In the King's "Letter of Instructions" to Governor Bernard, the name of John Reading appears at the head of the council. Reading was still determined to retire from public life. On 28 July 1758, he waited upon Governor Bernard at Burlington, and informed him that "his great age and infirmities rendered him uncapable to perform the duty of one of his Majesty's Council and desired that his Excellency would be pleased to accept of his resignation and dismiss him from his Majesty's service." Governor Bernard "thanked him for his services, and promised him to represent the affairs of his Majesty's Council in order to obtain his approbation of such dismissal," and, with the unanimous consent of the council, "did suspend [excuse] him from the office and duty of a councillor of this colony, until his Majesty's pleasure be known." The King in due time accepted the resignation and appointed a successor.

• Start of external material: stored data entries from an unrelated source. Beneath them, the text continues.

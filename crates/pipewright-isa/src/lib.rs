//! Instruction modeling for the Pipewright scheduling cost layer.
//!
//! - **Registers:** closed register classes and per-dialect name spaces
//! - **Instructions:** static variant definitions and parsed instances
//! - **Dialects:** the architecture registry (`Arm_v81M`, `Arm_AArch64`)
//! - **Parser:** assembly text to candidate instructions
//! - **Loops:** preamble / body / postamble extraction

pub mod arch;
pub mod datatype;
pub mod error;
pub mod instruction;
pub mod loops;
pub mod parser;
pub mod register;

pub use arch::{get_arch, list_archs, Arch, ARM_AARCH64, ARM_V81M};
pub use datatype::DataTypeKind;
pub use error::{Attempt, IsaError, MatchFailure, Result};
pub use instruction::{Address, InstrDef, Instruction, MemoryAccess, Opcode};
pub use loops::{extract_loop, Loop};
pub use parser::{canonical_line, parse_body, parse_line, variant_lines, ParsedLine};
pub use register::{RegisterClass, RegisterFile};
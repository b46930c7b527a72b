//! Narrow interface into the external scheduler.
//!
//! Cost models never see the scheduler's internal representation. They can
//! enumerate the instructions it is placing, add relations between two of
//! them, and shrink the set of units an instruction may use.

use log::debug;
use serde::{Deserialize, Serialize};

use pipewright_isa::Instruction;

use crate::latency::Relation;
use crate::model::CostModel;
use crate::resolver::Predicate;
use crate::units::UnitSet;

/// Handle of one instruction inside the scheduler.
#[derive(Debug, Clone, Copy, PartialEq, Eq, Hash, PartialOrd, Ord)]
pub struct NodeId(pub usize);

/// Capabilities the scheduler exposes to target hooks.
pub trait Scheduler {
    /// All nodes, in program order.
    fn nodes(&self) -> Vec<NodeId>;

    fn instruction(&self, node: NodeId) -> &Instruction;

    /// Require `relation` between the issue cycles of `first` and `second`.
    fn add_relation(&mut self, first: NodeId, second: NodeId, relation: Relation);

    /// Limit `node` to the units in `units`.
    fn restrict_units(&mut self, node: NodeId, units: UnitSet);

    /// Nodes whose instruction satisfies `pred`.
    fn nodes_where(&self, pred: &dyn Fn(&Instruction) -> bool) -> Vec<NodeId> {
        self.nodes()
            .into_iter()
            .filter(|&n| pred(self.instruction(n)))
            .collect()
    }

    /// Ordered pairs of distinct nodes, `first` preceding `second` in program
    /// order, that satisfy `pred`.
    fn pairs_where(
        &self,
        pred: &dyn Fn(&Instruction, &Instruction) -> bool,
    ) -> Vec<(NodeId, NodeId)> {
        let nodes = self.nodes();
        let mut pairs = Vec::new();
        for (i, &first) in nodes.iter().enumerate() {
            for &second in &nodes[i + 1..] {
                if pred(self.instruction(first), self.instruction(second)) {
                    pairs.push((first, second));
                }
            }
        }
        pairs
    }
}

/// What the scheduler is optimizing for in a run.
#[derive(Debug, Clone, Copy, PartialEq, Eq, Default, Serialize, Deserialize)]
#[serde(rename_all = "kebab-case")]
pub enum OptimizerMode {
    /// Full performance model.
    #[default]
    Performance,
    /// Only functional correctness; performance constraints are skipped.
    FunctionalOnly,
}

/// Direction of a secondary objective.
#[derive(Debug, Clone, Copy, PartialEq, Eq)]
pub enum Sense {
    Minimize,
    Maximize,
}

/// Quantity a secondary objective measures.
#[derive(Clone, Copy)]
pub enum ObjectiveTerm {
    /// Number of consecutive-cycle pairs whose earlier instruction satisfies
    /// `first` and whose later one satisfies `second`.
    AdjacentPairs { first: Predicate, second: Predicate },
}

impl std::fmt::Debug for ObjectiveTerm {
    fn fmt(&self, f: &mut std::fmt::Formatter<'_>) -> std::fmt::Result {
        match self {
            ObjectiveTerm::AdjacentPairs { .. } => write!(f, "AdjacentPairs"),
        }
    }
}

/// Secondary objective contributed by a target.
#[derive(Debug, Clone, Copy)]
pub struct Objective {
    /// Short label for logs.
    pub name: &'static str,
    pub sense: Sense,
    pub term: ObjectiveTerm,
}

impl Objective {
    /// Evaluate the objective term on a finished schedule given as
    /// `(issue cycle, instruction)` pairs.
    pub fn evaluate(&self, schedule: &[(i64, &Instruction)]) -> usize {
        match self.term {
            ObjectiveTerm::AdjacentPairs { first, second } => schedule
                .iter()
                .flat_map(|a| schedule.iter().map(move |b| (a, b)))
                .filter(|((ta, a), (tb, b))| *tb == ta + 1 && first(a) && second(b))
                .count(),
        }
    }

    /// Whether a schedule scoring `candidate` beats one scoring `incumbent`.
    pub fn improves(&self, candidate: usize, incumbent: usize) -> bool {
        match self.sense {
            Sense::Minimize => candidate < incumbent,
            Sense::Maximize => candidate > incumbent,
        }
    }
}

/// Run the target's structural-constraint hook unless the run is
/// functional-only.
pub fn apply_further_constraints(
    model: &dyn CostModel,
    scheduler: &mut dyn Scheduler,
    mode: OptimizerMode,
) {
    if mode == OptimizerMode::FunctionalOnly {
        debug!("{}: functional-only run, skipping target constraints", model.name());
        return;
    }
    model.add_further_constraints(scheduler);
}

#[cfg(test)]
pub(crate) mod testing {
    use super::*;

    /// Scheduler double that records every hook call.
    #[derive(Debug, Default)]
    pub struct RecordingScheduler {
        pub instructions: Vec<Instruction>,
        pub relations: Vec<(NodeId, NodeId, Relation)>,
        pub restrictions: Vec<(NodeId, UnitSet)>,
    }

    impl RecordingScheduler {
        pub fn new(instructions: Vec<Instruction>) -> Self {
            Self {
                instructions,
                ..Default::default()
            }
        }
    }

    impl Scheduler for RecordingScheduler {
        fn nodes(&self) -> Vec<NodeId> {
            (0..self.instructions.len()).map(NodeId).collect()
        }

        fn instruction(&self, node: NodeId) -> &Instruction {
            &self.instructions[node.0]
        }

        fn add_relation(&mut self, first: NodeId, second: NodeId, relation: Relation) {
            self.relations.push((first, second, relation));
        }

        fn restrict_units(&mut self, node: NodeId, units: UnitSet) {
            self.restrictions.push((node, units));
        }
    }
}

#[cfg(test)]
mod tests {
    use pipewright_isa::{parse_line, Opcode, ARM_AARCH64};

    use super::testing::RecordingScheduler;
    use super::*;

    fn inst(line: &str) -> Instruction {
        parse_line(&ARM_AARCH64, line).unwrap().remove(0)
    }

    #[test]
    fn pairs_follow_program_order() {
        let sched = RecordingScheduler::new(vec![
            inst("mul v0, v1, v2"),
            inst("nop"),
            inst("mul v3, v4, v5"),
        ]);
        let pairs = sched.pairs_where(&|a, b| a.is_vector_mul() && b.is_vector_mul());
        assert_eq!(pairs, vec![(NodeId(0), NodeId(2))]);
        let muls = sched.nodes_where(&|i| i.opcode() == Opcode::MulV);
        assert_eq!(muls, vec![NodeId(0), NodeId(2)]);
    }

    #[test]
    fn adjacent_pair_objective() {
        let objective = Objective {
            name: "test",
            sense: Sense::Minimize,
            term: ObjectiveTerm::AdjacentPairs {
                first: Instruction::is_load,
                second: Instruction::is_vector_mul,
            },
        };
        let load = inst("ldr v0, [x1]");
        let mul = inst("mul v2, v0, v0");
        let nop = inst("nop");
        assert_eq!(objective.evaluate(&[(0, &load), (1, &mul), (2, &nop)]), 1);
        assert_eq!(objective.evaluate(&[(0, &load), (2, &mul)]), 0);
        assert_eq!(objective.evaluate(&[(0, &mul), (1, &load)]), 0);
    }

    #[test]
    fn sense_orders_scores() {
        let mut objective = Objective {
            name: "test",
            sense: Sense::Minimize,
            term: ObjectiveTerm::AdjacentPairs {
                first: Instruction::is_store,
                second: Instruction::is_store,
            },
        };
        let store = inst("str x0, [x1]");
        let nop = inst("nop");
        let packed = objective.evaluate(&[(0, &store), (1, &store)]);
        let spread = objective.evaluate(&[(0, &store), (1, &nop), (2, &store)]);
        assert!(objective.improves(spread, packed));
        assert!(!objective.improves(packed, packed));

        objective.sense = Sense::Maximize;
        assert!(objective.improves(packed, spread));
    }

    #[test]
    fn mode_defaults_to_performance() {
        assert_eq!(OptimizerMode::default(), OptimizerMode::Performance);
    }
}
//! Target registry: maps target names to their cost models.

use std::sync::OnceLock;

use log::debug;

use crate::error::{CostError, Result};
use crate::model::CostModel;
use crate::targets::{
    AppleM1Firestorm, AppleM1Icestorm, CortexA55, CortexA72Frontend, CortexM55, CortexM85,
    NeoverseN1,
};

fn registry() -> &'static [Box<dyn CostModel>] {
    static MODELS: OnceLock<Vec<Box<dyn CostModel>>> = OnceLock::new();
    MODELS.get_or_init(|| {
        let models: Vec<Box<dyn CostModel>> = vec![
            Box::new(CortexM55::new()),
            Box::new(CortexM85::new()),
            Box::new(CortexA55::new()),
            Box::new(CortexA72Frontend::new()),
            Box::new(NeoverseN1::new()),
            Box::new(AppleM1Firestorm::new()),
            Box::new(AppleM1Icestorm::new()),
        ];
        debug!("registered {} cost models", models.len());
        models
    })
}

/// Names of all registered targets.
pub fn list_targets() -> Vec<&'static str> {
    registry().iter().map(|m| m.name()).collect()
}

/// Look up a target by its exact name.
pub fn get_target(name: &str) -> Result<&'static dyn CostModel> {
    registry()
        .iter()
        .find(|m| m.name() == name)
        .map(|m| &**m)
        .ok_or_else(|| CostError::UnknownTarget {
            name: name.to_string(),
            valid: list_targets().join(", "),
        })
}

/// Targets that model the dialect `arch`.
pub fn targets_for_arch(arch: &str) -> Vec<&'static dyn CostModel> {
    registry()
        .iter()
        .filter(|m| m.arch().name == arch)
        .map(|m| &**m)
        .collect()
}

#[cfg(test)]
mod tests {
    use pipewright_isa::{parse_line, variant_lines, Instruction};

    use super::*;
    use crate::latency::Latency;

    /// One parsed instance per variant and datatype suffix of the target's
    /// dialect.
    fn every_instance(model: &dyn CostModel) -> Vec<Instruction> {
        let arch = model.arch();
        arch.defs()
            .iter()
            .flat_map(|def| {
                variant_lines(arch, def).into_iter().map(move |line| {
                    parse_line(arch, &line)
                        .unwrap()
                        .into_iter()
                        .find(|i| i.opcode() == def.opcode)
                        .unwrap_or_else(|| panic!("{line} did not parse as {}", def.name))
                })
            })
            .collect()
    }

    #[test]
    fn lists_all_targets() {
        assert_eq!(
            list_targets(),
            vec![
                "Arm_Cortex_M55",
                "Arm_Cortex_M85",
                "Arm_Cortex_A55",
                "Arm_Cortex_A72_frontend",
                "Arm_Neoverse_N1",
                "Apple_M1_firestorm",
                "Apple_M1_icestorm",
            ]
        );
    }

    #[test]
    fn unknown_target_lists_choices() {
        let err = get_target("Arm_Cortex_M4").err().unwrap();
        let msg = err.to_string();
        assert!(msg.contains("Arm_Cortex_M4"));
        assert!(msg.contains("Apple_M1_icestorm"));
        assert!(matches!(err, CostError::UnknownTarget { .. }));
    }

    #[test]
    fn targets_grouped_by_dialect() {
        let m: Vec<_> = targets_for_arch("Arm_v81M").iter().map(|t| t.name()).collect();
        assert_eq!(m, vec!["Arm_Cortex_M55", "Arm_Cortex_M85"]);
        assert_eq!(targets_for_arch("Arm_AArch64").len(), 5);
        assert!(targets_for_arch("x86").is_empty());
    }

    #[test]
    fn every_table_covers_every_variant() {
        for model in registry() {
            let program = every_instance(&**model);
            assert!(program.iter().any(Instruction::is_float), "{}", model.name());
            for src in &program {
                model
                    .get_units(src)
                    .unwrap_or_else(|e| panic!("{}: {e}", model.name()));
                let inv = model.get_inverse_throughput(src).unwrap();
                assert!(inv >= 1, "{}: {src}", model.name());
                for dst in &program {
                    for index in 0..src.def().written_count().max(1) {
                        model
                            .get_latency(src, index, dst)
                            .unwrap_or_else(|e| panic!("{}: {e}", model.name()));
                    }
                }
            }
        }
    }

    #[test]
    fn unit_requirements_name_declared_units() {
        for model in registry() {
            let count = model.unit_names().len();
            for inst in every_instance(&**model) {
                for set in model.get_units(&inst).unwrap().sets() {
                    assert!(!set.is_empty(), "{}: {inst}", model.name());
                    assert!(set.indices().all(|i| usize::from(i) < count));
                }
            }
        }
    }

    #[test]
    fn issue_rates() {
        let rates: Vec<u32> = registry().iter().map(|m| m.issue_rate()).collect();
        assert_eq!(rates, vec![1, 2, 2, 3, 4, 8, 4]);
    }

    #[test]
    fn forwarding_paths_beat_baseline() {
        for name in ["Arm_Cortex_M55", "Arm_Cortex_A55"] {
            let model = get_target(name).unwrap();
            let program = every_instance(model);
            let mul = program
                .iter()
                .find(|i| i.is_vector_mul() && !i.is_multiply_accumulate() && !i.is_float())
                .unwrap();
            let mla = program.iter().find(|i| i.is_multiply_accumulate()).unwrap();
            // Canonical operands put the multiply result and the accumulator in
            // the same register.
            assert_eq!(mul.written(0), mla.in_outs().first().map(String::as_str));
            let forwarded = model.get_latency(mul, 0, mla).unwrap();
            assert!(matches!(forwarded, Latency::Cycles(_)));
            assert!(forwarded.cycles() < model.base_latency(mul).unwrap(), "{name}");
        }
    }
}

On his release from public office, Reading retired to private life, in which he remained until his death on 5 November 1767. A communion service provided for in his will was later procured and presented to the Old Amwell Presbyterian Church, with which he was connected, and in whose burying-ground his body lies.

He was Catholic in his Sentiments, and loved good Men of every Denomination of Christians - He had a strict Regard to Truth, and was punctual to his Word - Was universally beloved, and died lamented on the Fifth Day of November last.